We called ahead and found out that their Sunday morning service began at 11 a.m., ideal for us. We walked in at a quarter till, and took our seats.
We had a drive of some 7 hours that day, but I had told Neil, “If anyone other than the pastor invites us to lunch, we’ll say ‘no.’ But if he does, I’d like to do it.”
Anyone who knows me knows my love for pastors. I’m always glad to meet a brother laboring in the Lord’s work.
Not that we knew anyone at that church. But I figured that my son had distant relatives in the congregation, for one thing, and for the other, I know small-town Southern hospitality.
We ate with the pastor that day. Rick Williams assured us his wife had made a great lasagna and salad, and that she and her mother and their adult daughter would not be there, that they were attending some function at a nearby town immediately after church. She had even suggested that he invite us to lunch.

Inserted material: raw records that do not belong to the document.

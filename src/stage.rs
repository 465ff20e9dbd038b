//! Stage contracts for the stageflow pipeline engine.
//!
//! A stage is the unit of work in a pipeline: one node in one of five
//! roles, each a one-method contract. The engine's uniform dispatcher (in
//! [`crate::graphs`]) applies the role-specific forwarding rules; stage
//! implementations only supply the role operation itself.
//!
//! # Design Principles
//!
//! - **Stateful but synchronous**: a stage may carry instance state (an
//!   interpolator's cache, a merge's pending map), but each operation must
//!   return promptly. Long-running work belongs behind a reactor-driven
//!   source, never inside a dispatch call.
//! - **No recursive scheduling**: stage operations must not call back into
//!   the scheduler; routing intent is expressed entirely through return
//!   values.
//! - **Errors are per-item**: returning `Err` is fatal to the work item
//!   being processed, not to the pipeline. The drain loop logs the failure,
//!   reports it to the event bus, and keeps going.
//!
//! # Examples
//!
//! ```
//! use stageflow::message::Message;
//! use stageflow::stage::{Action, StageError};
//! use serde_json::json;
//!
//! /// Wraps every payload in an envelope naming this segment.
//! struct Envelope {
//!     segment: &'static str,
//! }
//!
//! impl Action for Envelope {
//!     fn execute(&mut self, message: Option<Message>) -> Result<Option<Message>, StageError> {
//!         let message = message.ok_or(StageError::MissingInput { what: "payload" })?;
//!         Ok(Some(Message {
//!             epoch: message.epoch,
//!             body: json!({"segment": self.segment, "payload": message.body}),
//!         }))
//!     }
//! }
//! ```

use miette::Diagnostic;
use thiserror::Error;

use crate::message::Message;

// ============================================================================
// Role contracts
// ============================================================================

/// Produces messages. A source ignores its input entirely; it is driven by
/// the scheduler (periodic/delayed timers, I/O readiness) or by an upstream
/// trigger, and whatever it returns — including `None` — is forwarded to
/// its single downstream.
pub trait Source: Send {
    fn receive(&mut self) -> Result<Option<Message>, StageError>;
}

/// Consumes messages as a side effect (a socket write, a log line). The
/// *same* message is forwarded to the target's downstream, which is what
/// makes target chaining work.
pub trait Target: Send {
    fn send(&mut self, message: Option<&Message>) -> Result<(), StageError>;
}

/// Routes a message. The unchanged message is forwarded to the true- or
/// false-branch according to the verdict.
pub trait Condition: Send {
    fn satisfy(&mut self, message: Option<&Message>) -> Result<bool, StageError>;
}

/// Detects an occurrence, transforming the message when it fires. Returning
/// `Ok(None)` is a silent "false alarm": the branch halts without error.
pub trait Event: Send {
    fn occur(&mut self, message: Option<Message>) -> Result<Option<Message>, StageError>;
}

/// Transforms a message. The output is forwarded unconditionally, even when
/// it is `None`.
pub trait Action: Send {
    fn execute(&mut self, message: Option<Message>) -> Result<Option<Message>, StageError>;
}

// ============================================================================
// Errors
// ============================================================================

/// Errors raised by stage operations during dispatch.
///
/// A `StageError` is fatal to the work item being processed: the drain loop
/// drops that item, reports it, and continues with the rest of the queue.
/// Backpressure and emptiness are *not* errors — the queue gates route them
/// as ordinary branches.
#[derive(Debug, Error, Diagnostic)]
pub enum StageError {
    /// Expected payload data was absent.
    #[error("missing expected input: {what}")]
    #[diagnostic(
        code(stageflow::stage::missing_input),
        help("Check that the upstream stage produced the required payload.")
    )]
    MissingInput { what: &'static str },

    /// The message lacks the epoch required for time-gated routing.
    #[error("message lacks the epoch required for time-gated routing")]
    #[diagnostic(
        code(stageflow::stage::missing_epoch),
        help("Stamp an epoch on any payload that crosses a window predicate or priority queue.")
    )]
    MissingEpoch,

    /// A transport endpoint wrapped as a stage failed.
    #[error("transport error ({endpoint}): {message}")]
    #[diagnostic(code(stageflow::stage::transport))]
    Transport {
        endpoint: &'static str,
        message: String,
    },

    /// Payload encoding or decoding failed.
    #[error(transparent)]
    #[diagnostic(code(stageflow::stage::serde_json))]
    Serde(#[from] serde_json::Error),

    /// Free-form stage failure.
    #[error("stage failed: {0}")]
    #[diagnostic(code(stageflow::stage::failed))]
    Failed(String),
}
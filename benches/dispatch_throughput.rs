use std::sync::Arc;

use criterion::{criterion_group, criterion_main, Criterion};
use serde_json::json;

use stageflow::graphs::Program;
use stageflow::message::Message;
use stageflow::schedulers::Scheduler;
use stageflow::utils::testing::{CountingSource, ManualReactor, StampAction};

fn drain_throughput(c: &mut Criterion) {
    let (events, _) = flume::unbounded();
    let scheduler = Scheduler::new(Arc::new(ManualReactor::new()), events);
    let mut program = Program::new("bench", &scheduler);

    let src = program.add_source("src", CountingSource::default());
    let act = program.add_action("act", StampAction("hop"));
    let sink = program.add_block("sink");

    program
        .scenario("chain")
        .from("src", src)
        .unwrap()
        .then("act", act)
        .unwrap()
        .to("sink", sink)
        .unwrap();

    let payload = Message::new(json!({"telemetry": [1.0, 2.0, 3.0]}));

    c.bench_function("drain_256_items_through_a_three_stage_chain", |b| {
        b.iter(|| {
            for _ in 0..256 {
                scheduler.enqueue(Some(payload.clone()), act);
            }
            scheduler.drain_now()
        })
    });
}

criterion_group!(benches, drain_throughput);
criterion_main!(benches);
use std::io::{self, Result as IoResult, Stderr, Write};
use std::sync::{Arc, Mutex};
use tokio::sync::mpsc;

use super::event::Event;
use crate::telemetry::{PlainFormatter, TelemetryFormatter};

/// Abstraction over an output target that consumes full [`Event`] objects.
pub trait EventSink: Sync + Send {
    /// Handle a structured event. The sink decides how to format it.
    fn handle(&mut self, event: &Event) -> IoResult<()>;
}

/// Stderr sink with pluggable formatting.
pub struct StdErrSink<F: TelemetryFormatter = PlainFormatter> {
    handle: Stderr,
    formatter: F,
}

impl Default for StdErrSink {
    fn default() -> Self {
        Self {
            handle: io::stderr(),
            formatter: PlainFormatter::new(),
        }
    }
}

impl<F: TelemetryFormatter> StdErrSink<F> {
    pub fn with_formatter(formatter: F) -> Self {
        Self {
            handle: io::stderr(),
            formatter,
        }
    }
}

impl<F: TelemetryFormatter> EventSink for StdErrSink<F> {
    fn handle(&mut self, event: &Event) -> IoResult<()> {
        let rendered = self.formatter.render_event(event);
        self.handle.write_all(rendered.as_bytes())?;
        self.handle.flush()
    }
}

/// In-memory sink for tests and snapshots.
#[derive(Clone, Default)]
pub struct MemorySink {
    entries: Arc<Mutex<Vec<Event>>>,
}

impl MemorySink {
    pub fn new() -> Self {
        Self::default()
    }

    /// Snapshot of all captured events.
    pub fn snapshot(&self) -> Vec<Event> {
        self.entries.lock().expect("memory sink poisoned").clone()
    }

    pub fn clear(&self) {
        self.entries.lock().expect("memory sink poisoned").clear();
    }
}

impl EventSink for MemorySink {
    fn handle(&mut self, event: &Event) -> IoResult<()> {
        self.entries
            .lock()
            .expect("memory sink poisoned")
            .push(event.clone());
        Ok(())
    }
}

/// Channel-based sink for streaming to async consumers (e.g. a viewer
/// segment's web feed). Events are forwarded without blocking.
pub struct ChannelSink {
    tx: mpsc::UnboundedSender<Event>,
}

impl ChannelSink {
    pub fn new(tx: mpsc::UnboundedSender<Event>) -> Self {
        Self { tx }
    }
}

impl EventSink for ChannelSink {
    fn handle(&mut self, event: &Event) -> IoResult<()> {
        self.tx
            .send(event.clone())
            .map_err(|_| io::Error::new(io::ErrorKind::BrokenPipe, "channel receiver dropped"))
    }
}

Hospitality. It’s a great concept, particularly if you are away from home and on the road.
In the old days, hospitality was an essential of life. In a time when and in countries where few hotels and restaurants existed, you depended on the kindness of strangers.
Pastor Adrian Rogers was speaking for a week of services in a church I pastored. At one point, he said, “Joe, do you ever get up to Memphis?” I said, “Once in a while.” He said, “Well, my friend, when you come to Memphis, don’t ever worry about a place to stay or a place to eat.”
Long pause.
“We have some of the finest restaurants and hotels you’ve ever seen.”
Great line. Not what I was expecting.
He was just making a funny, but the joke makes a good point: with the hospitality industry (that’s what it’s actually called) occupying such a prominent position in the economic life of this country, we’re no longer dependent on people opening their homes to strangers as in the old days.
That’s good. And yet we’ve lost something.
God said to Israel, “An alien living with you must be treated as one of your native-born. Love him as yourself, for you were aliens in Egypt” (Leviticus 19:34).
In the New Testament, the word translated “hospitality” is “philoxenia,” literally “love of strangers.”
Our English word “hospitality” is uncomfortably close to “hospital” for good reason: they go back to the same parent, the Latin “hospitalis,” originally a place of rest and entertainment. Other offspring of this parent are “host,” the one extending this welcome treatment, and “hostage,” which formerly meant entertainment. “Hospice” and “hostels” retain some of the original meaning of the Latin word.
Missionaries tell us the concept of hospitality is alive and well in many countries of the world, and constitutes a vital element in their ministry.